Così mi offre esattamente quello che pensa, quello che è, senza nessuna dissimulazione. E, mentre lo fa, io mi innamoro di lei.
E non centra niente il suo aspetto fisico, che pure, come ho detto, è notevolmente piacevole, se mi innamoro di lei è per la sua forza, per il senso di protezione che nonostante l’abbia conosciuta da pochi minuti riesce a farmi provare, per come starle vicino, guardarla negli occhi mentre mi guarda negli occhi, faccia sì che tutte le persone intorno a noi sembrino improvvisamente distanti.
Sto assaporando tutta la pienezza di questo raro momento quando improvvisamente i suoi occhi sgusciano di lato, sul paesaggio che ci scorre veloce accanto, sfocato oltre il finestrino, un paesaggio di cui io, mi rendo conto in quel momento, avevo dimenticato perfino l’esistenza. Poi il suo braccio destro ha uno scatto: inesorabile come il componente meccanico di un orologio; compie tre precisi movimenti e torna al suo posto. Mi sembra quasi di sentirne il rumore.
STUM, STUM, STUM.
Padre, figlio e Spirito Santo.
Compie quel gesto senza smettere di parlare, come se neppure lei se ne accorgesse, come fosse un riflesso pavloviano. Io davanti a quell’azione repentina mi ritraggo. La osservo da più lontano, diffidente, capace ancora di afferrare il suono, ma non più il senso delle parole che sta pronunciando.
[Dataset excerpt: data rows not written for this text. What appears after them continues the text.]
//! Storage module for persisting crawled pages
//!
//! This module handles all database operations for the crawler:
//! - SQLite database initialization and schema management
//! - Batched, idempotent upserts keyed by URL
//! - Paginated reads filtered by a domain fragment

mod schema;
mod sqlite;
mod traits;

pub use sqlite::SqliteStorage;
pub use traits::{RecordStore, StorageError, StorageResult};

use crate::SpiderError;

use std::path::Path;

/// Initializes or opens a storage database
///
/// # Arguments
///
/// * `path` - Path to the SQLite database file
///
/// # Returns
///
/// * `Ok(SqliteStorage)` - Successfully initialized storage
/// * `Err(SpiderError)` - Failed to initialize storage
pub fn open_storage(path: &Path) -> Result<SqliteStorage, SpiderError> {
    Ok(SqliteStorage::new(path)?)
}

/// A scraped page awaiting (or after) write-back
#[derive(Debug, Clone, PartialEq, Eq)]
pub struct PageRecord {
    pub url: String,
    pub title: String,
    pub html: String,
}

impl PageRecord {
    pub fn new(url: impl Into<String>, title: impl Into<String>, html: impl Into<String>) -> Self {
        Self {
            url: url.into(),
            title: title.into(),
            html: html.into(),
        }
    }
}

/// The `(url, title)` projection returned by domain lookups
#[derive(Debug, Clone, PartialEq, Eq, Hash)]
pub struct PageSummary {
    pub url: String,
    pub title: String,
}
Più della sua ormai conclamata fede cattolica, cose verso la quale, in conseguenza di un’ educazione fieramente laica, per non dire apertamente anticlericale, nutro da sempre istintiva diffidenza, quello che mi sconvolge e mi fa fare un passo indietro è l’inaspettata crepa nella cupola di perfezione che le avevo calato addosso.
Qualunque altro particolare stonato (stonato dal mio punto di vista, s’intende) avrebbe probabilmente sortito lo stesso effetto.
Non siamo più solo io e lei, siamo di nuovo in mezzo a tutti gli altri passeggeri del Quarantadue, siamo di nuovo parte di un mondo difettoso.
Osservo ancora Veronica, come se dovessi rimetterla a fuoco, ma anche dalla nuova distanza che questo inconveniente ha messo tra noi i suoi occhi restano ipnotici, le sue mani restano perfette, le sue orecchie continuano ad essere la più dolci tra le tentazioni a cui io mi sia mai ritrovato esposto.
Allora mi dico che forse è il momento di fare un passo avanti come persona e accantonare tutti i miei pregiudizi nei confronti dell’altrui spiritualità, di smetterla di farmi condizionare dagli insegnamenti dei miei genitori e iniziare finalmente a decidere da me cosa mi piace e cosa no, cosa sia bene e cosa no.
In fondo, mi dico, cosa ho pensato solo pochi minuti fa? Che questa ragazza non si vergogna di mostrare le proprie idee. L’ho detto e ho detto anche che questo atteggiamento mi ha fatto innamorare di lei.
Ed è così, non importa quali siano queste idee.
Sono sue, le appartengono e lei non le nasconde, le mostra con naturalezza, quasi a dire: ecco, questa sono io.
Questa, mi dico ancora, è devozione. Si, ecco cos’è: devozione. E non è per niente una brutta cosa, non è un difetto, anzi tutt’altro, è una qualità.
Vorrei poterlo dire di me stesso, mi dico, che sono devoto alle mie idee, a quello in cui credo. E vorrei poterlo dire senza dubbio della persona che ho accanto.
Mentre elaboro le mie conclusioni Veronica lo fa un’altra volta.
STUM-STUM-STUM
Il braccio meccanico scatta all’improvviso, mentre un campanile ci sfila accanto e si perde poi all’orizzonte, oltre il finestrone posteriore del mezzo pubblico.
Questa volta però seguo passo passo il percorso disegnato dalla sua mano e ne apprezzo la precisione quasi chirurgica. Questa volta mi abbandono all’ammirazione del senso di sicurezza e al tempo stesso della naturalezza di un gesto che fa parte della sua stessa identità, che le appartiene così tanto che può farlo indipendentemente da qualunque altra attività stia compiendo.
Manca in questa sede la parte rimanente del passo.